(Dataset entries)
○ ○ ○ ○

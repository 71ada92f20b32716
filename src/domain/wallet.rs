// src/domain/wallet.rs
// Wallet aggregate and its append-only transaction ledger.

use chrono::{DateTime, Utc};
use serde::Serialize;
use std::fmt;
use uuid::Uuid;

use crate::domain::errors::{DomainError, DomainResult};
use crate::domain::money::Money;

pub const BOOKING_REFERENCE: &str = "booking";

/// Direction is carried by the type, never by the sign of the amount.
#[derive(Debug, Clone, Copy, PartialEq, Eq, Serialize)]
#[serde(rename_all = "snake_case")]
pub enum TransactionType {
    Deposit,
    Withdrawal,
    Payment,
    Refund,
    Adjustment,
}

impl TransactionType {
    pub fn is_credit(&self) -> bool {
        matches!(self, TransactionType::Deposit | TransactionType::Refund)
    }

    pub fn is_debit(&self) -> bool {
        matches!(self, TransactionType::Withdrawal | TransactionType::Payment)
    }

    pub fn as_str(&self) -> &'static str {
        match self {
            TransactionType::Deposit => "deposit",
            TransactionType::Withdrawal => "withdrawal",
            TransactionType::Payment => "payment",
            TransactionType::Refund => "refund",
            TransactionType::Adjustment => "adjustment",
        }
    }
}

impl fmt::Display for TransactionType {
    fn fmt(&self, f: &mut fmt::Formatter) -> fmt::Result {
        write!(f, "{}", self.as_str())
    }
}

/// Direction of an administrative adjustment, chosen by the caller.
#[derive(Debug, Clone, Copy, PartialEq, Eq)]
pub enum AdjustmentDirection {
    Credit,
    Debit,
}

/// One immutable ledger entry. `balance_after` freezes the wallet balance
/// immediately after the change, so the ledger can be audited without
/// re-running business logic.
#[derive(Debug, Clone, Serialize)]
pub struct WalletTransaction {
    id: String,
    wallet_id: String,
    transaction_type: TransactionType,
    amount: Money,
    balance_after: Money,
    reference_type: Option<String>,
    reference_id: Option<String>,
    description: String,
    created_at: DateTime<Utc>,
}

impl WalletTransaction {
    fn new(
        wallet_id: &str,
        transaction_type: TransactionType,
        amount: Money,
        balance_after: Money,
        reference: Option<(&str, &str)>,
        description: &str,
    ) -> Self {
        Self {
            id: Uuid::new_v4().to_string(),
            wallet_id: wallet_id.to_string(),
            transaction_type,
            amount,
            balance_after,
            reference_type: reference.map(|(t, _)| t.to_string()),
            reference_id: reference.map(|(_, id)| id.to_string()),
            description: description.to_string(),
            created_at: Utc::now(),
        }
    }

    pub fn id(&self) -> &str {
        &self.id
    }

    pub fn wallet_id(&self) -> &str {
        &self.wallet_id
    }

    pub fn transaction_type(&self) -> TransactionType {
        self.transaction_type
    }

    pub fn amount(&self) -> &Money {
        &self.amount
    }

    pub fn balance_after(&self) -> &Money {
        &self.balance_after
    }

    pub fn reference_type(&self) -> Option<&str> {
        self.reference_type.as_deref()
    }

    pub fn reference_id(&self) -> Option<&str> {
        self.reference_id.as_deref()
    }

    pub fn description(&self) -> &str {
        &self.description
    }

    pub fn created_at(&self) -> DateTime<Utc> {
        self.created_at
    }
}

/// Aggregate root holding a user's balance. The balance is never negative;
/// any operation that would make it so fails without applying. Every
/// mutation produces exactly one transaction.
#[derive(Debug, Clone)]
pub struct Wallet {
    id: String,
    user_id: String,
    balance: Money,
    created_at: DateTime<Utc>,
    updated_at: DateTime<Utc>,
    version: u64,
}

impl Wallet {
    pub fn create(id: &str, user_id: &str, currency: &str) -> DomainResult<Self> {
        if id.trim().is_empty() || user_id.trim().is_empty() {
            return Err(DomainError::Validation(
                "Wallet id and user id are required".to_string(),
            ));
        }
        let now = Utc::now();
        Ok(Self {
            id: id.to_string(),
            user_id: user_id.to_string(),
            balance: Money::zero(currency)?,
            created_at: now,
            updated_at: now,
            version: 0,
        })
    }

    pub fn deposit(&mut self, amount: Money, description: &str) -> DomainResult<WalletTransaction> {
        self.reject_zero(&amount)?;
        self.balance = self.balance.add(&amount)?;
        Ok(self.record(TransactionType::Deposit, amount, None, description))
    }

    pub fn withdraw(
        &mut self,
        amount: Money,
        description: &str,
    ) -> DomainResult<WalletTransaction> {
        self.reject_zero(&amount)?;
        self.debit(&amount)?;
        Ok(self.record(TransactionType::Withdrawal, amount, None, description))
    }

    pub fn pay(
        &mut self,
        amount: Money,
        booking_id: &str,
        description: &str,
    ) -> DomainResult<WalletTransaction> {
        self.reject_zero(&amount)?;
        self.debit(&amount)?;
        Ok(self.record(
            TransactionType::Payment,
            amount,
            Some((BOOKING_REFERENCE, booking_id)),
            description,
        ))
    }

    /// Crediting never fails on balance grounds.
    pub fn refund(
        &mut self,
        amount: Money,
        booking_id: &str,
        description: &str,
    ) -> DomainResult<WalletTransaction> {
        self.reject_zero(&amount)?;
        self.balance = self.balance.add(&amount)?;
        Ok(self.record(
            TransactionType::Refund,
            amount,
            Some((BOOKING_REFERENCE, booking_id)),
            description,
        ))
    }

    /// Reverses a payment whose booking-side write did not complete.
    /// Credits the balance and records an adjustment carrying the booking
    /// reference, so the ledger nets it against the original payment.
    pub fn reverse_payment(
        &mut self,
        amount: Money,
        booking_id: &str,
        description: &str,
    ) -> DomainResult<WalletTransaction> {
        self.reject_zero(&amount)?;
        self.balance = self.balance.add(&amount)?;
        Ok(self.record(
            TransactionType::Adjustment,
            amount,
            Some((BOOKING_REFERENCE, booking_id)),
            description,
        ))
    }

    /// Administrative correction. The stored magnitude is non-negative and
    /// the direction is encoded in the description alongside the reason.
    pub fn adjust(
        &mut self,
        amount: Money,
        direction: AdjustmentDirection,
        description: &str,
    ) -> DomainResult<WalletTransaction> {
        self.reject_zero(&amount)?;
        let prefix = match direction {
            AdjustmentDirection::Credit => {
                self.balance = self.balance.add(&amount)?;
                "credit"
            }
            AdjustmentDirection::Debit => {
                self.debit(&amount)?;
                "debit"
            }
        };
        let description = format!("{}: {}", prefix, description);
        Ok(self.record(TransactionType::Adjustment, amount, None, &description))
    }

    pub fn has_sufficient_balance(&self, amount: &Money) -> bool {
        self.balance.gte(amount).unwrap_or(false)
    }

    fn debit(&mut self, amount: &Money) -> DomainResult<()> {
        if !self.has_sufficient_balance(amount) {
            return Err(DomainError::Validation("Insufficient balance".to_string()));
        }
        self.balance = self.balance.subtract(amount)?;
        Ok(())
    }

    fn reject_zero(&self, amount: &Money) -> DomainResult<()> {
        if amount.is_zero() {
            return Err(DomainError::Validation(
                "Transaction amount must be greater than zero".to_string(),
            ));
        }
        Ok(())
    }

    fn record(
        &mut self,
        transaction_type: TransactionType,
        amount: Money,
        reference: Option<(&str, &str)>,
        description: &str,
    ) -> WalletTransaction {
        self.updated_at = Utc::now();
        WalletTransaction::new(
            &self.id,
            transaction_type,
            amount,
            self.balance.clone(),
            reference,
            description,
        )
    }

    pub fn id(&self) -> &str {
        &self.id
    }

    pub fn user_id(&self) -> &str {
        &self.user_id
    }

    pub fn balance(&self) -> &Money {
        &self.balance
    }

    pub fn created_at(&self) -> DateTime<Utc> {
        self.created_at
    }

    pub fn updated_at(&self) -> DateTime<Utc> {
        self.updated_at
    }

    pub fn version(&self) -> u64 {
        self.version
    }

    pub(crate) fn bump_version(&mut self) {
        self.version += 1;
    }
}

#[cfg(test)]
mod tests {
    use super::*;
    use rust_decimal::Decimal;
    use rust_decimal_macros::dec;

    fn vnd(amount: i64) -> Money {
        Money::new(Decimal::from(amount), "VND").unwrap()
    }

    fn wallet_with(balance: i64) -> Wallet {
        let mut wallet = Wallet::create("w-1", "user-1", "VND").unwrap();
        if balance > 0 {
            wallet.deposit(vnd(balance), "seed").unwrap();
        }
        wallet
    }

    #[test]
    fn deposit_credits_and_freezes_balance_after() {
        let mut wallet = wallet_with(0);
        let tx = wallet.deposit(vnd(200_000), "top up").unwrap();
        assert_eq!(tx.transaction_type(), TransactionType::Deposit);
        assert_eq!(tx.amount(), &vnd(200_000));
        assert_eq!(tx.balance_after(), wallet.balance());
        assert!(tx.reference_id().is_none());
    }

    #[test]
    fn withdraw_requires_sufficient_balance() {
        let mut wallet = wallet_with(100);
        let err = wallet.withdraw(vnd(200), "too much").unwrap_err();
        assert!(matches!(err, DomainError::Validation(_)));
        assert_eq!(wallet.balance(), &vnd(100));

        let tx = wallet.withdraw(vnd(40), "cash out").unwrap();
        assert_eq!(wallet.balance(), &vnd(60));
        assert_eq!(tx.balance_after(), &vnd(60));
    }

    #[test]
    fn zero_amounts_are_rejected_everywhere() {
        let zero = Money::zero("VND").unwrap();
        let mut wallet = wallet_with(100);
        assert!(wallet.deposit(zero.clone(), "noop").is_err());
        assert!(wallet.withdraw(zero.clone(), "noop").is_err());
        assert!(wallet.pay(zero.clone(), "bk-1", "noop").is_err());
        assert!(wallet.refund(zero.clone(), "bk-1", "noop").is_err());
        assert!(wallet
            .adjust(zero, AdjustmentDirection::Credit, "noop")
            .is_err());
        assert_eq!(wallet.balance(), &vnd(100));
    }

    #[test]
    fn pay_then_refund_restores_balance_with_consistent_ledger() {
        let mut wallet = wallet_with(200_000);
        let payment = wallet
            .pay(vnd(150_000), "bk-1", "booking payment")
            .unwrap();
        assert_eq!(payment.balance_after(), &vnd(50_000));
        assert_eq!(payment.reference_type(), Some(BOOKING_REFERENCE));
        assert_eq!(payment.reference_id(), Some("bk-1"));

        let refund = wallet
            .refund(vnd(150_000), "bk-1", "booking refund")
            .unwrap();
        assert_eq!(refund.balance_after(), &vnd(200_000));
        assert_eq!(wallet.balance(), &vnd(200_000));
    }

    #[test]
    fn pay_fails_without_sufficient_balance() {
        let mut wallet = wallet_with(100_000);
        assert!(matches!(
            wallet.pay(vnd(150_000), "bk-1", "booking payment"),
            Err(DomainError::Validation(_))
        ));
        assert_eq!(wallet.balance(), &vnd(100_000));
    }

    #[test]
    fn reverse_payment_credits_back_with_the_booking_reference() {
        let mut wallet = wallet_with(200_000);
        wallet.pay(vnd(150_000), "bk-1", "booking payment").unwrap();
        let tx = wallet
            .reverse_payment(vnd(150_000), "bk-1", "payment reversal")
            .unwrap();
        assert_eq!(tx.transaction_type(), TransactionType::Adjustment);
        assert_eq!(tx.reference_type(), Some(BOOKING_REFERENCE));
        assert_eq!(tx.reference_id(), Some("bk-1"));
        assert_eq!(wallet.balance(), &vnd(200_000));
    }

    #[test]
    fn adjustments_encode_direction_in_description() {
        let mut wallet = wallet_with(100);
        let credit = wallet
            .adjust(vnd(50), AdjustmentDirection::Credit, "admin-7 correction")
            .unwrap();
        assert_eq!(credit.transaction_type(), TransactionType::Adjustment);
        assert!(credit.description().starts_with("credit: "));
        assert_eq!(wallet.balance(), &vnd(150));

        let debit = wallet
            .adjust(vnd(30), AdjustmentDirection::Debit, "admin-7 correction")
            .unwrap();
        assert!(debit.description().starts_with("debit: "));
        assert_eq!(wallet.balance(), &vnd(120));

        assert!(wallet
            .adjust(vnd(500), AdjustmentDirection::Debit, "overdraw")
            .is_err());
    }

    #[test]
    fn balance_equals_credits_minus_debits() {
        let mut wallet = wallet_with(0);
        let mut ledger = Vec::new();
        ledger.push(wallet.deposit(vnd(300_000), "seed").unwrap());
        ledger.push(wallet.pay(vnd(120_000), "bk-1", "pay").unwrap());
        ledger.push(wallet.withdraw(vnd(30_000), "cash").unwrap());
        ledger.push(wallet.refund(vnd(60_000), "bk-1", "partial refund").unwrap());

        let mut expected = Decimal::ZERO;
        for tx in &ledger {
            if tx.transaction_type().is_credit() {
                expected += tx.amount().amount();
            } else if tx.transaction_type().is_debit() {
                expected -= tx.amount().amount();
            }
            assert!(tx.balance_after().amount() >= Decimal::ZERO);
        }
        assert_eq!(wallet.balance().amount(), expected);
        assert_eq!(expected, dec!(210000));
    }

    #[test]
    fn transaction_types_classify_direction() {
        assert!(TransactionType::Deposit.is_credit());
        assert!(TransactionType::Refund.is_credit());
        assert!(TransactionType::Withdrawal.is_debit());
        assert!(TransactionType::Payment.is_debit());
        assert!(!TransactionType::Adjustment.is_credit());
        assert!(!TransactionType::Adjustment.is_debit());
    }
}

○ ○ ○ ○

▸ **Task to complete**
Your reply must contain exactly the lines from the first line of the data through the line holding "pub fn is_debit(&self)", and nothing more.

▸ **Answer to the problem**
repository 71ada92f20b32716
filename src/domain/wallet.rs
// src/domain/wallet.rs
// Wallet aggregate and its append-only transaction ledger.

use chrono::{DateTime, Utc};
use serde::Serialize;
use std::fmt;
use uuid::Uuid;

use crate::domain::errors::{DomainError, DomainResult};
use crate::domain::money::Money;

pub const BOOKING_REFERENCE: &str = "booking";

/// Direction is carried by the type, never by the sign of the amount.
#[derive(Debug, Clone, Copy, PartialEq, Eq, Serialize)]
#[serde(rename_all = "snake_case")]
pub enum TransactionType {
    Deposit,
    Withdrawal,
    Payment,
    Refund,
    Adjustment,
}

impl TransactionType {
    pub fn is_credit(&self) -> bool {
        matches!(self, TransactionType::Deposit | TransactionType::Refund)
    }

    pub fn is_debit(&self) -> bool {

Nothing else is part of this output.